* _Task to complete_:
From the records below, give the number of lines that include the word "tokio". Add no other words.

----- Data supplied -----

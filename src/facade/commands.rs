//! Command-plane tools: host views, save, auth status and model status.

use std::sync::Arc;

use serde_json::{json, Value};

use appmodel_types::{CommandRequest, CommandResponse, ModelStatus, Plane};

use super::parse;
use crate::bridge::{AuthGate, Bridge, BridgeRequest};
use crate::config::TimeoutClass;
use crate::error::ToolError;

pub const EXECUTE_COMMAND_PATH: &str = "/api/execute-command";
pub const MODEL_STATUS_PATH: &str = "/api/model-status";
pub const SAVE_MODEL_COMMAND: &str = "appmodel.saveModel";

/// A host view that a tool can ask the host to open.
#[derive(Debug, Clone, Copy, PartialEq, Eq)]
pub enum ViewCommand {
    ReportDetails,
    WorkflowDetails,
    GeneralFlowDetails,
    PageInitFlowDetails,
    DataObjectDetails,
    UserStories,
    HierarchyDiagram,
    ModelFeatureCatalog,
    ModelAiProcessing,
    FabricationRequests,
}

impl ViewCommand {
    pub const ALL: [ViewCommand; 10] = [
        ViewCommand::ReportDetails,
        ViewCommand::WorkflowDetails,
        ViewCommand::GeneralFlowDetails,
        ViewCommand::PageInitFlowDetails,
        ViewCommand::DataObjectDetails,
        ViewCommand::UserStories,
        ViewCommand::HierarchyDiagram,
        ViewCommand::ModelFeatureCatalog,
        ViewCommand::ModelAiProcessing,
        ViewCommand::FabricationRequests,
    ];

    /// Host command identifier.
    pub fn command(self) -> &'static str {
        match self {
            ViewCommand::ReportDetails => "appmodel.showReportDetails",
            ViewCommand::WorkflowDetails => "appmodel.showWorkflowDetails",
            ViewCommand::GeneralFlowDetails => "appmodel.showGeneralFlowDetails",
            ViewCommand::PageInitFlowDetails => "appmodel.showPageInitFlowDetails",
            ViewCommand::DataObjectDetails => "appmodel.showDataObjectDetails",
            ViewCommand::UserStories => "appmodel.showUserStories",
            ViewCommand::HierarchyDiagram => "appmodel.showHierarchyDiagram",
            ViewCommand::ModelFeatureCatalog => "appmodel.showModelFeatureCatalog",
            ViewCommand::ModelAiProcessing => "appmodel.showModelAIProcessing",
            ViewCommand::FabricationRequests => "appmodel.showFabricationRequests",
        }
    }

    /// MCP tool name.
    pub fn tool_name(self) -> &'static str {
        match self {
            ViewCommand::ReportDetails => "open_report_details",
            ViewCommand::WorkflowDetails => "open_workflow_details",
            ViewCommand::GeneralFlowDetails => "open_general_flow_details",
            ViewCommand::PageInitFlowDetails => "open_page_init_flow_details",
            ViewCommand::DataObjectDetails => "open_data_object_details",
            ViewCommand::UserStories => "open_user_stories",
            ViewCommand::HierarchyDiagram => "open_hierarchy_diagram",
            ViewCommand::ModelFeatureCatalog => "open_model_feature_catalog",
            ViewCommand::ModelAiProcessing => "open_model_ai_processing",
            ViewCommand::FabricationRequests => "open_fabrication_requests",
        }
    }

    pub fn description(self) -> &'static str {
        match self {
            ViewCommand::ReportDetails => "Open the details view of a report.",
            ViewCommand::WorkflowDetails => "Open the details view of a workflow.",
            ViewCommand::GeneralFlowDetails => "Open the details view of a general flow.",
            ViewCommand::PageInitFlowDetails => "Open the details view of a page init flow.",
            ViewCommand::DataObjectDetails => "Open the details view of a data object.",
            ViewCommand::UserStories => "Open the user stories view.",
            ViewCommand::HierarchyDiagram => "Open the data object hierarchy diagram.",
            ViewCommand::ModelFeatureCatalog => {
                "Open the model feature catalog (requires login to the model services)."
            }
            ViewCommand::ModelAiProcessing => {
                "Open the model AI processing requests view (requires login)."
            }
            ViewCommand::FabricationRequests => {
                "Open the model fabrication requests view (requires login)."
            }
        }
    }

    /// Name argument the view is opened for, if any.
    pub fn target_arg(self) -> Option<&'static str> {
        match self {
            ViewCommand::ReportDetails => Some("report_name"),
            ViewCommand::WorkflowDetails => Some("workflow_name"),
            ViewCommand::GeneralFlowDetails => Some("general_flow_name"),
            ViewCommand::PageInitFlowDetails => Some("page_init_flow_name"),
            ViewCommand::DataObjectDetails => Some("data_object_name"),
            _ => None,
        }
    }

    /// Views backed by the remote model services.
    pub fn requires_auth(self) -> bool {
        matches!(
            self,
            ViewCommand::ModelFeatureCatalog
                | ViewCommand::ModelAiProcessing
                | ViewCommand::FabricationRequests
        )
    }

    pub fn from_tool_name(name: &str) -> Option<ViewCommand> {
        ViewCommand::ALL.into_iter().find(|v| v.tool_name() == name)
    }
}

pub struct CommandFacade {
    bridge: Arc<dyn Bridge>,
    auth: AuthGate,
}

impl CommandFacade {
    pub(crate) fn new(bridge: Arc<dyn Bridge>, auth: AuthGate) -> Self {
        Self { bridge, auth }
    }

    async fn execute(
        &self,
        command: &str,
        args: Vec<Value>,
        timeout: TimeoutClass,
    ) -> Result<CommandResponse, ToolError> {
        let body = serde_json::to_value(CommandRequest::new(command, args))
            .map_err(|e| ToolError::MalformedResponse(e.to_string()))?;
        let request = BridgeRequest::post(Plane::Command, EXECUTE_COMMAND_PATH, body, timeout);
        let response: CommandResponse = parse(self.bridge.exchange(request).await?, command)?;
        tracing::info!(command, "host command executed");
        Ok(response)
    }

    /// Ask the host to open a view; auth-flagged views probe login first.
    #[tracing::instrument(skip(self))]
    pub async fn open_view(&self, view: ViewCommand, target: Option<&str>) -> Result<Value, ToolError> {
        if view.requires_auth() && !self.auth.require_auth().await {
            return Err(ToolError::AuthRequired);
        }
        let args = target.map(|t| vec![json!(t)]).unwrap_or_default();
        let response = self.execute(view.command(), args, TimeoutClass::Mutation).await?;
        Ok(json!({
            "success": true,
            "command": view.command(),
            "result": response.result,
        }))
    }

    /// Persist the host's document to disk.
    pub async fn save_model(&self) -> Result<Value, ToolError> {
        let response = self
            .execute(SAVE_MODEL_COMMAND, Vec::new(), TimeoutClass::Bulk)
            .await?;
        Ok(json!({
            "success": true,
            "result": response.result,
        }))
    }

    pub async fn auth_status(&self) -> Value {
        json!({
            "success": true,
            "isLoggedIn": self.auth.require_auth().await,
        })
    }

    pub async fn model_status(&self) -> Result<Value, ToolError> {
        let request = BridgeRequest::get(Plane::Data, MODEL_STATUS_PATH, TimeoutClass::Fetch);
        let status: ModelStatus = parse(self.bridge.exchange(request).await?, "model status")?;
        serde_json::to_value(status).map_err(|e| ToolError::MalformedResponse(e.to_string()))
    }
}
//! Reference host binary.
//!
//! Loads a model file and serves the data and command planes on loopback
//! until interrupted. `appmodel.saveModel` writes back to the same file.

use std::path::PathBuf;

use anyhow::{Context, Result};
use clap::Parser;
use tracing_subscriber::EnvFilter;

use appmodel_bridge::config::{DEFAULT_COMMAND_PORT, DEFAULT_DATA_PORT, DEFAULT_HOST};
use appmodel_bridge::host::{bind_loopback, DocumentStore, HostOptions, HostState};

#[derive(Parser, Debug)]
#[command(name = "appmodel_host")]
#[command(about = "Serve an application model over the loopback bridge")]
struct Args {
    /// Model file (JSON)
    model: PathBuf,

    #[arg(long, default_value = DEFAULT_HOST)]
    host: String,

    #[arg(long, env = "APPMODEL_DATA_PORT", default_value_t = DEFAULT_DATA_PORT)]
    data_port: u16,

    #[arg(long, env = "APPMODEL_COMMAND_PORT", default_value_t = DEFAULT_COMMAND_PORT)]
    command_port: u16,

    /// Start with a logged-in session
    #[arg(long)]
    logged_in: bool,

    /// Delay auth-status answers (milliseconds)
    #[arg(long)]
    auth_delay_ms: Option<u64>,
}

#[tokio::main]
async fn main() -> Result<()> {
    dotenvy::dotenv().ok();

    tracing_subscriber::fmt()
        .with_env_filter(
            EnvFilter::try_from_default_env().unwrap_or_else(|_| EnvFilter::new("info,tower_http=debug")),
        )
        .init();

    let args = Args::parse();

    let store = DocumentStore::load(&args.model)
        .with_context(|| format!("loading model {}", args.model.display()))?;
    let options = HostOptions {
        logged_in: args.logged_in,
        auth_delay_ms: args.auth_delay_ms,
    };
    let state = HostState::new(store, &options);

    let mut handle = bind_loopback(state, &args.host, args.data_port, args.command_port).await?;
    println!(
        "Host listening: data-plane http://{} command-plane http://{}",
        handle.data_addr, handle.command_addr
    );

    tokio::signal::ctrl_c().await?;
    tracing::info!("shutting down");
    handle.shutdown();
    Ok(())
}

-----

* _Solution to this task_:
2